Antoine Christophe Agbepa Mumba (13 July 1956), known professionally as Koffi Olomidé, is a Congolese Soukus singer, dancer, producer, and composer. He has had several gold records in his career. He is the founder of the Quartier Latin International orchestra with many notable artists, including Fally Ipupa and Ferré Gola.

Background
Olomide was born on 13 July 1956 in Kisangani, DRC. His mother named him Koffi because he was born on Friday. He grew up in a middle-class family, without any musical background. During his youth, Olomide improvised by singing popular songs with his own lyrics and altered rhythms until a neighbor taught him how to play the guitar.

Education
Often described by fellow students and his teachers alike as "a very bright student," Olomide earned a scholarship to study in Bordeaux, France where he obtained a bachelor's degree in business economics. He is also reported to hold a master's degree in mathematics from the University of Paris.

Musical career
Upon his return to the Congo in the 1970s, Koffi joined his mentor Papa Wemba in his band Viva la Musica, initially as a composer and songwriter, and later as a lead vocalist. In 1986, he formed his band known as Quartier Latin International, which celebrated its 20th anniversary in 2006. Since then, he has performed and recorded both with the group and by himself. Over the years, he built up a faithful fan base internationally, particularly in Africa and Europe. Koffi popularized the slower style of Soukous, which he dubbed Tcha Tcho. His music can be quite controversial, taking on current events and topics considered taboo in some conservative societies. He also participated in the salsa music project Africando. For his effort, Effrakata, released in 2001, Koffi received four awards on a single night at the annual Kora Awards in South Africa for 2002 and 2003, including the award for Best African Artist, which he won in 1998. More recently, he won the Kora Award for "Best African Artist of The Decade".  This established one of his many aliases, the 'Quadra Kora Man.'

His music
Olomide's album Haut de Gamme: Koweït, Rive Gauche is listed in 1001 Albums You Must Hear Before You Die. In March 2003 Olomide released "Affaire D'Etat", a double CD album featuring 18 tracks. Most of his songs have the same tunes, but slightly different lyrics.
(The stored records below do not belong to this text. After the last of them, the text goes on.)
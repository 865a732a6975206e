use serde::Deserialize;
use std::env;
use std::time::Duration;

#[derive(Debug, Clone, Deserialize)]
pub struct Config {
    pub host: String,
    pub port: u16,
    pub environment: Environment,
    pub log_format: LogFormat,
    // Content sources
    pub news_api_key: String,
    pub news_api_base_url: String,
    pub tmdb_api_key: String,
    pub tmdb_api_base_url: String,
    pub social_api_base_url: Option<String>,
    pub request_timeout_secs: u64,
    pub source_cache_ttl_secs: u64,
    // Feed
    pub items_per_page: u32,
    pub category_keywords_path: Option<String>,
    // HTTP
    pub cors_allowed_origin: Option<String>,
}

#[derive(Debug, Clone, Deserialize, PartialEq)]
#[serde(rename_all = "lowercase")]
pub enum Environment {
    Development,
    Production,
}

#[derive(Debug, Clone, Deserialize, PartialEq)]
#[serde(rename_all = "lowercase")]
pub enum LogFormat {
    Pretty,
    Json,
}

pub const DEFAULT_NEWS_API_BASE_URL: &str = "https://newsapi.org/v2";
pub const DEFAULT_TMDB_API_BASE_URL: &str = "https://api.themoviedb.org/3";

/// Shortest key accepted as a real credential
const MIN_API_KEY_LEN: usize = 11;

/// Whether `key` looks like a real credential rather than an empty or
/// `your_..._here` placeholder value
pub fn is_api_key_configured(key: &str) -> bool {
    let key = key.trim();
    let placeholder = key.starts_with("your_") && key.ends_with("_here");
    !key.is_empty() && !placeholder && key.len() >= MIN_API_KEY_LEN
}

fn optional_var(name: &str) -> Option<String> {
    env::var(name)
        .ok()
        .map(|v| v.trim().to_string())
        .filter(|v| !v.is_empty())
}

impl Config {
    pub fn from_env() -> Result<Self, Box<dyn std::error::Error>> {
        dotenvy::dotenv().ok();

        let config = Config {
            host: env::var("HOST").unwrap_or_else(|_| "0.0.0.0".to_string()),
            port: env::var("PORT")
                .unwrap_or_else(|_| "8080".to_string())
                .parse()?,
            environment: match env::var("ENVIRONMENT").as_deref() {
                Ok("production") => Environment::Production,
                _ => Environment::Development,
            },
            log_format: match env::var("LOG_FORMAT").as_deref() {
                Ok("json") => LogFormat::Json,
                _ => LogFormat::Pretty,
            },
            news_api_key: env::var("NEWS_API_KEY").unwrap_or_default(),
            news_api_base_url: env::var("NEWS_API_BASE_URL")
                .unwrap_or_else(|_| DEFAULT_NEWS_API_BASE_URL.to_string()),
            tmdb_api_key: env::var("TMDB_API_KEY").unwrap_or_default(),
            tmdb_api_base_url: env::var("TMDB_API_BASE_URL")
                .unwrap_or_else(|_| DEFAULT_TMDB_API_BASE_URL.to_string()),
            social_api_base_url: optional_var("SOCIAL_API_BASE_URL"),
            request_timeout_secs: env::var("REQUEST_TIMEOUT_SECS")
                .unwrap_or_else(|_| "10".to_string())
                .parse()?,
            source_cache_ttl_secs: env::var("SOURCE_CACHE_TTL_SECS")
                .unwrap_or_else(|_| "300".to_string())
                .parse()?,
            items_per_page: env::var("ITEMS_PER_PAGE")
                .unwrap_or_else(|_| "20".to_string())
                .parse()?,
            category_keywords_path: optional_var("CATEGORY_KEYWORDS_PATH"),
            cors_allowed_origin: optional_var("CORS_ALLOWED_ORIGIN"),
        };

        Ok(config)
    }

    pub fn request_timeout(&self) -> Duration {
        Duration::from_secs(self.request_timeout_secs)
    }

    pub fn source_cache_ttl(&self) -> Duration {
        Duration::from_secs(self.source_cache_ttl_secs)
    }
}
Olomide was part of the Papa Wemba musical, in the early 1980s. He has trained many young musicians, some of whom have since left his Quartier Latin band and gone solo. Some of those who have left are Fele Mudogo, Sam Tshintu, Suzuki 4x4, Soleil Wanga, Bouro Mpela, Fally Ipupa, Montana Kamenga, Ferre Gola. However, Suzuki 4x4 has recently showed up once more in some of Quartier Latin shows, along with new recruits like Cindy Le Coeur, a female singer with very high pitched vocals, recorded in the song L'Amour N'existe Pas (Love doesn't exist).

Koffi – who mostly refers to himself as "Mopao" – has a new release known as La Chicotte a Papa, having recently excelled in hits like Lovemycine, Diabolos, Grand Pretre Mere and Soupou, Cle Boa, among others. Koffi's talent could be compared to the once king of African rhumba, Franco Luambo Makiadi, who also saw many artists pass through his expert hands during his days. Today, Olomde is one of Africa's most popular musicians.

Allegations

In 2012, Koffi Olomide allegedly assaulted one of his producer for abuse and no respect of contract and received a suspended three month sentence.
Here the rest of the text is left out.